The last thing that Sean was conscious for was Annie leaning over him, phone pinned between her ear and shoulder as she applied pressure to the wound in his shoulder, looking cool and collected and lethal.
)**(
"A mercenary?" was not the first thing that Sean meant to say when Annie pulled open her apartment door, but it was the first thing to pop out and in lieu of explaining his sudden bout of Tourette's, he held out the bottle of wine that he'd had Adalind purchase earlier that day. With slight furrows forming between her eyebrows, Annie accepted the bottle, glancing at the label. He did not want to explain how he knew so much about her, didn't want her to know that he'd pulled strings and read her personnel file, front to back three times in the last two days.
"We prefer the term private security consultants, but basically, yeah." Annie said, holding the door open and gesturing for him to enter. Sean hesitated. He'd meant for this to be an in and out kind of thing, "thanks for saving my life from the crazed assailant; here, have some wine; okay, bye." Annie looked from the wine to him, eyebrow starting to rise. Sean quickly stepped inside. The apartment was an exact duplicate of his, the layout just reversed. It was also not Annie who was laughter and big blue eyes and that almost-obnoxious drawl.
"You don't drink wine, do you?" he asked, trying to draw her attention away from his discomfort. She looked at him, head cocked slightly to the side and wrinkled her nose. The effect was disarming.
"Can I mix it with Red Bull?" She asked and it took a minute for him to realize that she was teasing him. He scowled, but it did nothing to diminish the strength of her grin.
"No," she shook her head, curls bouncing. "I don't drink wine, but the thought is much appreciated. Although, I didn't save your life so you'd buy me alcohol." Sean rolled his eyes, but didn't rise to the bait. Silence fell, Annie shifting awkwardly in her stocking-feet, wine in one hand, Sean desperately searching through seven years of etiquette lessons for something to say that wouldn't be offensive or ridiculous. In the end, it was Annie who broke the silence.

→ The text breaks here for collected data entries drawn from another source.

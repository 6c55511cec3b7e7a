use half::f16;

use crate::dtype::{DType, Element};
use crate::error::{Result, TensorError};

/// CPU-side tensor storage, one contiguous buffer per dtype.
#[derive(Debug, Clone, PartialEq)]
pub enum CpuStorage {
    /// 32-bit floating point storage.
    F32(Vec<f32>),
    /// 64-bit floating point storage.
    F64(Vec<f64>),
    /// 16-bit floating point storage.
    F16(Vec<f16>),
}

impl CpuStorage {
    /// Number of elements in this storage.
    pub fn len(&self) -> usize {
        match self {
            CpuStorage::F32(v) => v.len(),
            CpuStorage::F64(v) => v.len(),
            CpuStorage::F16(v) => v.len(),
        }
    }

    /// Returns true if the storage contains no elements.
    pub fn is_empty(&self) -> bool {
        self.len() == 0
    }

    /// Returns the dtype of this storage.
    pub fn dtype(&self) -> DType {
        match self {
            CpuStorage::F32(_) => DType::F32,
            CpuStorage::F64(_) => DType::F64,
            CpuStorage::F16(_) => DType::F16,
        }
    }

    /// Borrow the data as a typed slice.
    ///
    /// # Errors
    /// Returns an error if `T` does not match the stored dtype.
    pub fn as_slice<T: Element>(&self) -> Result<&[T]> {
        T::slice(self)
    }

    /// Borrow the data as a mutable typed slice.
    ///
    /// # Errors
    /// Returns an error if `T` does not match the stored dtype.
    pub fn as_slice_mut<T: Element>(&mut self) -> Result<&mut [T]> {
        T::slice_mut(self)
    }

    /// Create zero-filled storage for the given dtype and element count.
    ///
    /// The buffer is reserved with `try_reserve_exact`, so an oversized
    /// request surfaces as `TensorError::Allocation` instead of aborting.
    pub fn try_zeros(dtype: DType, n: usize) -> Result<Self> {
        match dtype {
            DType::F32 => Ok(CpuStorage::F32(try_filled(n, 0.0f32)?)),
            DType::F64 => Ok(CpuStorage::F64(try_filled(n, 0.0f64)?)),
            DType::F16 => Ok(CpuStorage::F16(try_filled(n, f16::ZERO)?)),
        }
    }

    /// Create storage from a typed vector.
    pub fn from_vec<T: Element>(data: Vec<T>) -> Self {
        T::into_storage(data)
    }
}

/// Allocate a vector of `n` copies of `value`, reporting allocation failure.
pub fn try_filled<T: Clone>(n: usize, value: T) -> Result<Vec<T>> {
    let mut v = Vec::new();
    v.try_reserve_exact(n)
        .map_err(|_| TensorError::Allocation { requested: n })?;
    v.resize(n, value);
    Ok(v)
}

#[cfg(test)]
mod tests {
    use super::*;

    #[test]
    fn test_from_vec() {
        let s = CpuStorage::from_vec(vec![1.0f32, 2.0, 3.0]);
        assert_eq!(s.len(), 3);
        assert!(!s.is_empty());
        assert_eq!(s.dtype(), DType::F32);
        assert_eq!(s.as_slice::<f32>().unwrap(), &[1.0, 2.0, 3.0]);
    }

    #[test]
    fn test_zeros_each_dtype() {
        for dtype in [DType::F32, DType::F64, DType::F16] {
            let s = CpuStorage::try_zeros(dtype, 5).unwrap();
            assert_eq!(s.len(), 5);
            assert_eq!(s.dtype(), dtype);
        }
        let s = CpuStorage::try_zeros(DType::F64, 2).unwrap();
        assert_eq!(s.as_slice::<f64>().unwrap(), &[0.0; 2]);
    }

    #[test]
    fn test_try_filled_reports_allocation_failure() {
        let err = try_filled(usize::MAX, 0u64).unwrap_err();
        assert!(matches!(err, TensorError::Allocation { requested } if requested == usize::MAX));
    }

    #[test]
    fn test_wrong_dtype_slice() {
        let s = CpuStorage::from_vec(vec![1.0f64]);
        assert!(s.as_slice::<f32>().is_err());
    }

    #[test]
    fn test_mut_slice() {
        let mut s = CpuStorage::from_vec(vec![1.0f32, 2.0]);
        let slice = s.as_slice_mut::<f32>().unwrap();
        slice[0] = 42.0;
        assert_eq!(s.as_slice::<f32>().unwrap()[0], 42.0);
    }
}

"Fuck it." She said and set the wine down on the entry table with a cringe-worthy thunk. Sean was about to protest the treatment when suddenly he found his hands full of curves with an insistent mouth pressing up against his, warm and soft.
Etiquette demanded a polite refusal, carefully extricating himself from the warm arms, a quick escape. Etiquette did not dictate that he nip at her bottom lip or slide a hand up to cup the back of her head, fingers tangling in her curls while the other finally explored those curves that he'd been fantasizing about since the first time she danced into his elevator.
Then again, Sean Renard had never really been good with etiquette.